Autoridades devem fazer um anúncio na quarta-feira mais 20 horas de vídeo Um oficial de Memphis disse, junto com alguns registros da investigação interna da cidade sobre 13 policiais e quatro bombeiros desde a noite do espancamento no início de janeiro.

O funcionário divulgou na terça-feira Após a morte de Nichols na cidade do oeste do Tennessee, um sétimo policial foi demitido e outros foram demitidos ou deixaram a polícia. anteriormente, Seis funcionários disseram Demitidos, cinco deles Acusado.

A cidade planeja divulgar imagens de vídeo adicionais na tarde de quarta-feira, agora que sua investigação interna sobre o espancamento foi concluída, disse a diretora jurídica de Memphis, Jennifer Singh, a um comitê do Conselho Municipal na manhã de terça-feira.

Sink e a porta-voz da cidade, Alison Foch, confirmaram o atraso à CNN na quarta-feira. Em comunicado, Foch disse que a ordem do tribunal “não pode liberar nenhum vídeo, áudio ou gravação relacionado à audiência administrativa da cidade até nova ordem do tribunal”.

Fauci disse anteriormente à CNN que uma investigação sobre o assunto estava em andamento na tarde de quarta-feira.

Notavelmente, esperava-se incluir filmagens inéditas O que foi dito após o espancamento e quando Nichols foi levado ao hospital de ambulância pode desempenhar um papel investigativo, pois seu escritório considera acusações adicionais, O O promotor distrital disse anteriormente à CNN.

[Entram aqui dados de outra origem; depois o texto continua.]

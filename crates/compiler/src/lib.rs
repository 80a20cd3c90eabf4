pub mod cache;
mod config;
pub mod deps;
mod error;
pub mod imputil;

pub use cache::ModuleFolders;
pub use config::{CyclePolicy, Options, SearchPath};
pub use error::{Error, Location, Result};
pub use imputil::{package_name, FutureFeature, ImportRecord, Importer, Origin};

use codegen::{Arena, ModuleInfo, Pool, Writer};
use deps::Discovery;
use imputil::parse_future_features;
use owo_colors::OwoColorize;
use rustc_hash::FxHashSet;
use std::fs;
use std::path::{Path, PathBuf};
use stripmargin::StripMargin;

/// One compiler run: the search path, options and the modules already
/// compiled.
pub struct Session {
    search_path: SearchPath,
    options: Options,
    visited: FxHashSet<String>,
    written: Vec<PathBuf>,
}

impl Session {
    pub fn new(search_path: SearchPath, options: Options) -> Result<Self> {
        search_path.check()?;
        Ok(Session {
            search_path,
            options,
            visited: FxHashSet::default(),
            written: Vec::new(),
        })
    }

    pub fn search_path(&self) -> &SearchPath {
        &self.search_path
    }

    /// `module.go` files written so far.
    pub fn written(&self) -> &[PathBuf] {
        &self.written
    }

    /// Compiles the module `modname` found at `script` and returns the Go
    /// source of its package.
    pub fn compile(&mut self, script: &Path, modname: &str) -> Result<String> {
        self.compile_module(script, modname, self.options.write_cache)
    }

    /// Modules reached through recursion always land in their cache
    /// workspace, since nothing else receives their output.
    fn compile_module(&mut self, script: &Path, modname: &str, write_cache: bool) -> Result<String> {
        if modname.is_empty() {
            return Err(Error::Configuration(format!(
                "empty module name for {}",
                script.display()
            )));
        }
        self.visited.insert(modname.to_string());
        log::info!("{} {modname}", "compiling".green());
        let folders = ModuleFolders::new(script, modname);
        let source = source_file(script, &folders, modname)?;
        let src = fs::read_to_string(&source).map_err(Error::io(&source))?;
        let module = parser::parse(&src).map_err(|e| Error::syntax(modname, &src, &e))?;
        let future = parse_future_features(&module).map_err(|e| Error::codegen(modname, &src, e))?;

        let mut importer = Importer::new(&self.search_path, modname, script, future.absolute_import);
        let filename = script.to_string_lossy();
        let info = ModuleInfo {
            name: modname,
            filename: &filename,
            future,
        };
        let arena = Arena::new();
        let mut pool = Pool::new();
        let body = codegen::build_blocks(&arena, &module)
            .and_then(|root| codegen::generate(&module, root, &mut pool, &mut importer, &info))
            .map_err(|e| Error::codegen(modname, &src, e))?;

        let discovery = deps::discover(
            &source,
            script,
            modname,
            &self.search_path,
            future.absolute_import,
        )?;
        if self.options.recursive {
            for record in discovery.sources() {
                let name = record.name.trim_start_matches('.');
                if self.options.cycle_policy == CyclePolicy::Guard && self.visited.contains(name) {
                    log::debug!("{modname}: {name} already compiled");
                    continue;
                }
                if let Some(dep) = record.script() {
                    log::info!("{} {name} for {modname}", "recursing".cyan());
                    self.compile_module(dep, name, true)?;
                }
            }
        }

        let code = assemble(modname, &filename, &discovery, &pool, &body);
        if write_cache {
            let file = folders.write_module(&code)?;
            log::info!("{} {}", "wrote".green(), file.display());
            self.written.push(file);
            if self.search_path.push(folders.workspace.clone()) {
                log::debug!("search path += {}", folders.workspace.display());
            }
        }
        Ok(code)
    }
}

/// The file to read for a module: its script, or the copy kept in the cache
/// folder when the script is gone.
fn source_file(script: &Path, folders: &ModuleFolders, modname: &str) -> Result<PathBuf> {
    if script.exists() {
        return Ok(script.to_path_buf());
    }
    match folders.script_copy(script).filter(|p| p.exists()) {
        Some(copy) => {
            log::debug!("{modname}: reading cached copy {}", copy.display());
            Ok(copy)
        }
        None => Err(Error::Resolution {
            module: modname.to_string(),
            location: None,
            message: format!("cannot locate {}", script.display()),
        }),
    }
}

/// Wraps a generated module body in the package boilerplate.
fn assemble(
    modname: &str,
    filename: &str,
    discovery: &Discovery,
    pool: &Pool,
    body: &codegen::ModuleBody,
) -> String {
    let imports: String = discovery
        .deps
        .iter()
        .map(|name| format!("\t_ \"{}\"\n", package_name(name)))
        .collect();
    let package = modname.rsplit('.').next().unwrap_or(modname);
    let script = codegen::util::go_str(filename);
    let mut w = Writer::new();
    w.write_tmpl(
        &r#"
        |package $package
        |import (
        |	πg "pyruntime"
        |$imports
        |)
        |var Code *πg.Code
        |func init() {
        |	Code = πg.NewCode("<module>", $script, nil, 0, func(πF *πg.Frame, _ []*πg.Object) (*πg.Object, *πg.BaseException) {
        |		var πR *πg.Object
        |		_ = πR
        |		var πE *πg.BaseException
        |		_ = πE"#
            .strip_margin()
            .trim_start_matches('\n'),
        &[
            ("package", package),
            ("script", script.as_str()),
            ("imports", imports.trim_end_matches('\n')),
        ],
    );
    {
        let mut w = w.indent_block(2);
        pool.write_interns(&mut w);
        codegen::write_temps(&body.temps, &mut w);
        w.write(&body.code);
        w.write("return nil, πE");
    }
    let modname = codegen::util::go_str(modname);
    w.write_tmpl(
        &r#"
        |	})
        |	πg.RegisterModule($modname, Code)
        |}"#
        .strip_margin()
        .trim_start_matches('\n'),
        &[("modname", modname.as_str())],
    );
    w.into_string()
}

#[cfg(test)]
mod tests {
    use super::*;

    struct Workspace {
        dir: tempfile::TempDir,
    }

    impl Workspace {
        fn new(files: &[(&str, &str)]) -> Self {
            let dir = tempfile::tempdir().unwrap();
            for (name, contents) in files {
                let path = dir.path().join(name);
                fs::create_dir_all(path.parent().unwrap()).unwrap();
                fs::write(path, contents).unwrap();
            }
            fs::create_dir_all(dir.path().join("search/src/__python__/sys")).unwrap();
            Workspace { dir }
        }

        fn path(&self, name: &str) -> PathBuf {
            self.dir.path().join(name)
        }

        fn session(&self, options: Options) -> Session {
            Session::new(SearchPath::new([self.path("search")]), options).unwrap()
        }
    }

    #[test]
    fn empty_search_path_is_rejected() {
        let e = Session::new(SearchPath::default(), Options::default()).err().unwrap();
        assert!(matches!(e, Error::Configuration(_)));
    }

    #[test]
    fn module_boilerplate() {
        let ws = Workspace::new(&[("m.py", "x = 'a'\ny = 'a'\n")]);
        let code = ws.session(Options::default()).compile(&ws.path("m.py"), "m").unwrap();
        assert!(code.starts_with("package m\nimport (\n\tπg \"pyruntime\"\n"));
        assert_eq!(code.matches("πg.InternStr(\"a\")").count(), 1);
        assert!(code.contains("\t\tßa := πg.InternStr(\"a\")\n"));
        assert_eq!(code.matches("ßa.ToObject())").count(), 2);
        assert!(code.contains("\t\treturn nil, πE\n\t})\n\tπg.RegisterModule(\"m\", Code)\n}\n"));
    }

    #[test]
    fn output_is_deterministic() {
        let src = "import sys\nd = {'b': 1, 'a': 2}\nfor k in d:\n    print(k)\n";
        let ws = Workspace::new(&[("m.py", src)]);
        let first = ws.session(Options::default()).compile(&ws.path("m.py"), "m").unwrap();
        let second = ws.session(Options::default()).compile(&ws.path("m.py"), "m").unwrap();
        assert_eq!(first, second);
    }

    #[test]
    fn import_block_skips_ancestors() {
        let ws = Workspace::new(&[
            ("root/mypkg/__init__.py", ""),
            ("root/mypkg/main.py", "import sys\nimport mypkg\nimport mypkg.util\n"),
            ("root/mypkg/util.py", ""),
        ]);
        let options = Options {
            recursive: false,
            write_cache: false,
            cycle_policy: CyclePolicy::Guard,
        };
        let script = ws.path("root/mypkg/main.py");
        let code = ws.session(options).compile(&script, "mypkg.main").unwrap();
        assert!(code.starts_with("package main\n"));
        assert!(code.contains("\t_ \"__python__/mypkg/util\"\n\t_ \"__python__/sys\"\n)"));
        assert!(!code.contains("\"__python__/mypkg\""));
    }

    #[test]
    fn recursive_guard_terminates_on_cycles() {
        let ws = Workspace::new(&[("a.py", "import b\n"), ("b.py", "import a\n")]);
        let options = Options {
            recursive: true,
            write_cache: true,
            cycle_policy: CyclePolicy::Guard,
        };
        let mut session = ws.session(options);
        session.compile(&ws.path("a.py"), "a").unwrap();
        assert!(ws.path("__pycache__/a.pygoc/src/__python__/a/module.go").is_file());
        assert!(ws.path("__pycache__/b.pygoc/src/__python__/b/module.go").is_file());
        assert_eq!(session.written().len(), 2);
        assert_eq!(session.search_path().roots().len(), 3);
    }

    #[test]
    fn errors_name_the_module() {
        let ws = Workspace::new(&[("bad.py", "def f(:\n"), ("ret.py", "x = 1\nreturn x\n")]);
        let mut session = ws.session(Options::default());
        let e = session.compile(&ws.path("bad.py"), "bad").unwrap_err();
        assert!(e.to_string().starts_with("bad:1:"));
        let e = session.compile(&ws.path("ret.py"), "ret").unwrap_err();
        assert_eq!(e.to_string(), "ret:2:1: 'return' outside function");
    }

    #[test]
    fn missing_script_falls_back_to_cached_copy() {
        let ws = Workspace::new(&[("__pycache__/m.py", "import sys\nx = 'cached'\n")]);
        let code = ws
            .session(Options::default())
            .compile(&ws.path("m.py"), "m")
            .unwrap();
        assert!(code.contains("πg.InternStr(\"cached\")"));
        assert!(code.contains("\t_ \"__python__/sys\"\n)"));
    }

    #[test]
    fn missing_script_without_copy_is_unresolved() {
        let ws = Workspace::new(&[]);
        let e = ws
            .session(Options::default())
            .compile(&ws.path("missing.py"), "missing")
            .unwrap_err();
        assert!(matches!(e, Error::Resolution { location: None, .. }));
        assert!(e.to_string().starts_with("missing: cannot locate "));
    }

    #[test]
    fn recursion_writes_dependencies_without_cache_flag() {
        let ws = Workspace::new(&[("a.py", "import b\n"), ("b.py", "x = 1\n")]);
        let options = Options {
            recursive: true,
            write_cache: false,
            cycle_policy: CyclePolicy::Guard,
        };
        let mut session = ws.session(options);
        session.compile(&ws.path("a.py"), "a").unwrap();
        let b = ws.path("__pycache__/b.pygoc/src/__python__/b/module.go");
        assert_eq!(session.written(), [b.clone()]);
        assert!(!ws.path("__pycache__/a.pygoc").exists());
        assert!(fs::read_to_string(b).unwrap().starts_with("package b\n"));
        assert_eq!(session.search_path().roots().len(), 2);
    }

    #[test]
    fn self_import_is_not_a_dependency() {
        let ws = Workspace::new(&[("a.py", "import a\nimport sys\n")]);
        let code = ws.session(Options::default()).compile(&ws.path("a.py"), "a").unwrap();
        assert!(!code.contains("\"__python__/a\""));
        assert!(code.contains("\t_ \"__python__/sys\"\n)"));
    }
}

O Gabinete do Promotor do Condado de Shelby indicou em um comunicado na quarta-feira que apoiava a decisão de liberar “as imagens de vídeo restantes da investigação”.

“Em relação a outros assuntos agendados para liberação, nosso escritório deve analisá-los cuidadosamente para garantir que não prejudique o réu ou prejudique nosso caso”, acrescentou. “Sabemos a opinião final do juiz sobre este assunto e acreditamos que a decisão certa foi tomada para proteger a integridade da investigação em andamento.”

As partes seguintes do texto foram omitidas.